DATA_DIR="data/camera/train_extra/schweinfurt"
cam_datas_path = list(glob.iglob(os.path.join(DATA_DIR, '*.*')))
n_images = len(cam_datas_path)
cam_data_path_list = []

r = 0
i = 0

for i in range(n_images):
    cam_data_path_list.append('data/camera/train_extra/schweinfurt/schweinfurt_000000_000'+ str(f"{i:0>3}") + '_camera.json')

# create space for long at lat
roll  = np.zeros(n_images)
pitch = np.zeros(n_images)
yaw = np.zeros(n_images)
baseline = np.zeros(n_images)
offset_x = np.zeros(n_images)
offset_y = np.zeros(n_images)
offset_z = np.zeros(n_images)
f_x = np.zeros(n_images)
f_y = np.zeros(n_images)
u_0 = np.zeros(n_images)
v_0 = np.zeros(n_images)

for cam_data_path in cam_data_path_list:
  # Load json from path
  with open(cam_data_path) as json_file:
    data = json.load(json_file)
    roll[r] = data['extrinsic']['roll']
    pitch[r] = data['extrinsic']['pitch']
    yaw[r] = data['extrinsic']['yaw']
    baseline[r] = data['extrinsic']['baseline']
    offset_x[r] = data['extrinsic']['x']
    offset_y[r] = data['extrinsic']['y']
    offset_z[r] = data['extrinsic']['z']
    f_x[r] = data['intrinsic']['fx']
    f_y[r] = data['intrinsic']['fy']
    u_0[r] = data['intrinsic']['u0']
    v_0[r] = data['intrinsic']['v0']
  r+=1


In [0]:
# Mapping Algorithm -> Associates objects with respective coordinates in world coordinate frame and stores them in vector containing Long, Lat,
#                      Height, class and corresponding image ID

import pandas as pd
import math
import csv
import pandas as pd
import cv2
import glob

# Ask which disparity version to take from disparity matrix.
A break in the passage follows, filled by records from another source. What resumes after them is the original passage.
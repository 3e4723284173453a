use crate::model::{ContentSelection, RenderedImages};
use anyhow::{anyhow, Context, Result};
use async_trait::async_trait;
use std::path::{Path, PathBuf};
use tokio::process::Command;
use uuid::Uuid;

pub mod theme;

/// Renders the three themed cards for one rotation. Implementations must
/// release whatever engine resources they hold on every exit path.
#[async_trait]
pub trait Renderer: Send + Sync {
    async fn render(&self, selection: &ContentSelection) -> Result<RenderedImages>;
}

/// Ensure the configured browser binary is available by invoking `--version`.
pub async fn ensure_browser_available(browser_bin: &str) -> Result<()> {
    let status = Command::new(browser_bin)
        .arg("--version")
        .kill_on_drop(true)
        .status()
        .await;
    match status {
        Ok(s) if s.success() => Ok(()),
        Ok(s) => Err(anyhow!("{} not available (exit status {})", browser_bin, s)),
        Err(e) => Err(anyhow!("{} not available: {}", browser_bin, e)),
    }
}

/// Real renderer: writes each card's HTML to a scratch file and screenshots
/// it with a short-lived headless browser process. The process is reaped by
/// exit or `kill_on_drop`, and scratch files are deleted on every exit path.
pub struct BrowserRenderer {
    browser_bin: String,
    scratch_dir: PathBuf,
}

impl BrowserRenderer {
    pub fn new(browser_bin: &str, data_dir: &str) -> Self {
        Self {
            browser_bin: browser_bin.to_string(),
            scratch_dir: Path::new(data_dir).join("render"),
        }
    }

    async fn screenshot(&self, html_path: &Path, png_path: &Path) -> Result<()> {
        let html_abs = tokio::fs::canonicalize(html_path)
            .await
            .with_context(|| format!("failed to resolve {}", html_path.display()))?;
        let status = Command::new(&self.browser_bin)
            .arg("--headless=new")
            .arg("--disable-gpu")
            .arg("--hide-scrollbars")
            .arg(format!(
                "--window-size={},{}",
                theme::CARD_SIZE,
                theme::CARD_SIZE
            ))
            .arg(format!("--screenshot={}", png_path.display()))
            .arg(format!("file://{}", html_abs.display()))
            .kill_on_drop(true)
            .status()
            .await
            .with_context(|| format!("failed to spawn {}", self.browser_bin))?;
        if !status.success() {
            return Err(anyhow!(
                "{} exited with status {} for {}",
                self.browser_bin,
                status,
                html_path.display()
            ));
        }
        Ok(())
    }

    async fn render_card(&self, html: &str) -> Result<Vec<u8>> {
        tokio::fs::create_dir_all(&self.scratch_dir)
            .await
            .with_context(|| {
                format!(
                    "failed to create scratch dir: {}",
                    self.scratch_dir.display()
                )
            })?;
        let stem = Uuid::new_v4();
        let html_path = self.scratch_dir.join(format!("{}.html", stem));
        let png_path = self.scratch_dir.join(format!("{}.png", stem));

        tokio::fs::write(&html_path, html)
            .await
            .with_context(|| format!("failed to write {}", html_path.display()))?;

        let bytes = match self.screenshot(&html_path, &png_path).await {
            Ok(()) => tokio::fs::read(&png_path)
                .await
                .with_context(|| format!("failed to read {}", png_path.display())),
            Err(e) => Err(e),
        };

        // Scratch files go away whether the screenshot worked or not.
        let _ = tokio::fs::remove_file(&html_path).await;
        let _ = tokio::fs::remove_file(&png_path).await;

        bytes
    }
}

#[async_trait]
impl Renderer for BrowserRenderer {
    async fn render(&self, selection: &ContentSelection) -> Result<RenderedImages> {
        let quote_card = self
            .render_card(&theme::quote_card_html(&selection.quote))
            .await
            .context("failed to render quote card")?;
        let value_name_card = self
            .render_card(&theme::value_name_card_html(&selection.value))
            .await
            .context("failed to render value name card")?;
        let value_description_card = self
            .render_card(&theme::value_description_card_html(&selection.value))
            .await
            .context("failed to render value description card")?;
        Ok(RenderedImages {
            quote_card,
            value_name_card,
            value_description_card,
        })
    }
}
//! One-shot rotation for cron `exec` triggers. Exits non-zero on failure so
//! the calling scheduler can apply its own retry policy.

use anyhow::Result;
use clap::Parser;
use postwheel::render::BrowserRenderer;
use postwheel::storage::BucketClient;
use postwheel::{config, db, render, rotate};
use std::path::PathBuf;
use std::process::ExitCode;

#[derive(Debug, Parser)]
#[command(author, version, about)]
struct Args {
    /// Path to YAML config file
    #[arg(long, default_value = "config.yaml")]
    config: PathBuf,
}

#[tokio::main]
async fn main() -> Result<ExitCode> {
    tracing_subscriber::fmt()
        .with_env_filter(tracing_subscriber::EnvFilter::from_default_env())
        .with_target(false)
        .compact()
        .init();

    let args = Args::parse();
    let cfg = config::load(Some(&args.config))?;
    cfg.ensure_dirs()?;

    let database_url = std::env::var("DATABASE_URL")
        .unwrap_or_else(|_| format!("sqlite://{}/postwheel.db", cfg.app.data_dir));
    let pool = db::init_pool(&database_url).await?;
    db::run_migrations(&pool).await?;

    render::ensure_browser_available(&cfg.renderer.browser_bin).await?;
    let renderer = BrowserRenderer::new(&cfg.renderer.browser_bin, &cfg.app.data_dir);
    let store = BucketClient::new(&cfg.storage.base_url, &cfg.storage.bucket, &cfg.storage.token)?;

    match rotate::rotate_and_schedule(&pool, &renderer, &store, &cfg.storage.key_prefix).await {
        Ok(outcome) => {
            println!("{}", serde_json::to_string_pretty(&outcome)?);
            Ok(ExitCode::SUCCESS)
        }
        Err(err) => {
            eprintln!("rotation failed: {:#}", anyhow::Error::from(err));
            Ok(ExitCode::FAILURE)
        }
    }
}
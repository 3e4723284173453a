pub mod config;
pub mod db;
pub mod http;
pub mod model;
pub mod render;
pub mod rotate;
pub mod storage;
Options are: 0 for median or 1 for maximum

option = input("Enter your option (0 = median, 1 = maximum): ")
option = int(option)

k = 0 # Images
t = 0 # Total valid object number

# Get focal length from calibration data
fx = 2273.82
fy = 2236.9989965173254
# baseline = 0.222384

focal, baseline = camera_parameters(fx, fy)


x_3D_rel_car = []
y_3D_rel_car = []
z_3D_rel_car = []
x = []
y_coord = []
relz = []
semanticlabel = []
imageid = []

results_directory = '/content/data_KITTI/Numerical_Results/results.json'

# Load json from path
with open(results_directory) as json_file:
  data = json.load(json_file)
  for i in range(len(data['results'])):
    print("Processing image number", k)
    print(x_3D_rel_car)
    n_objects = int(len(data['results'][k]['classes']))
    # Get image number
    image_no = data['results'][k]['image_id'][3:6]
    print(image_no)
    im_no = int(image_no)
    # disparity_data_path = 'data/disparity/train_extra/schweinfurt/schweinfurt_000000_000'+ image_no + '_disparity.png'
    disparity_data_path = 'data_KITTI/dataset/sequences/04/disparity_2/' + image_no + 'raw.png'

    # Load image from path
    img = cv2.imread(disparity_data_path, cv2.IMREAD_UNCHANGED)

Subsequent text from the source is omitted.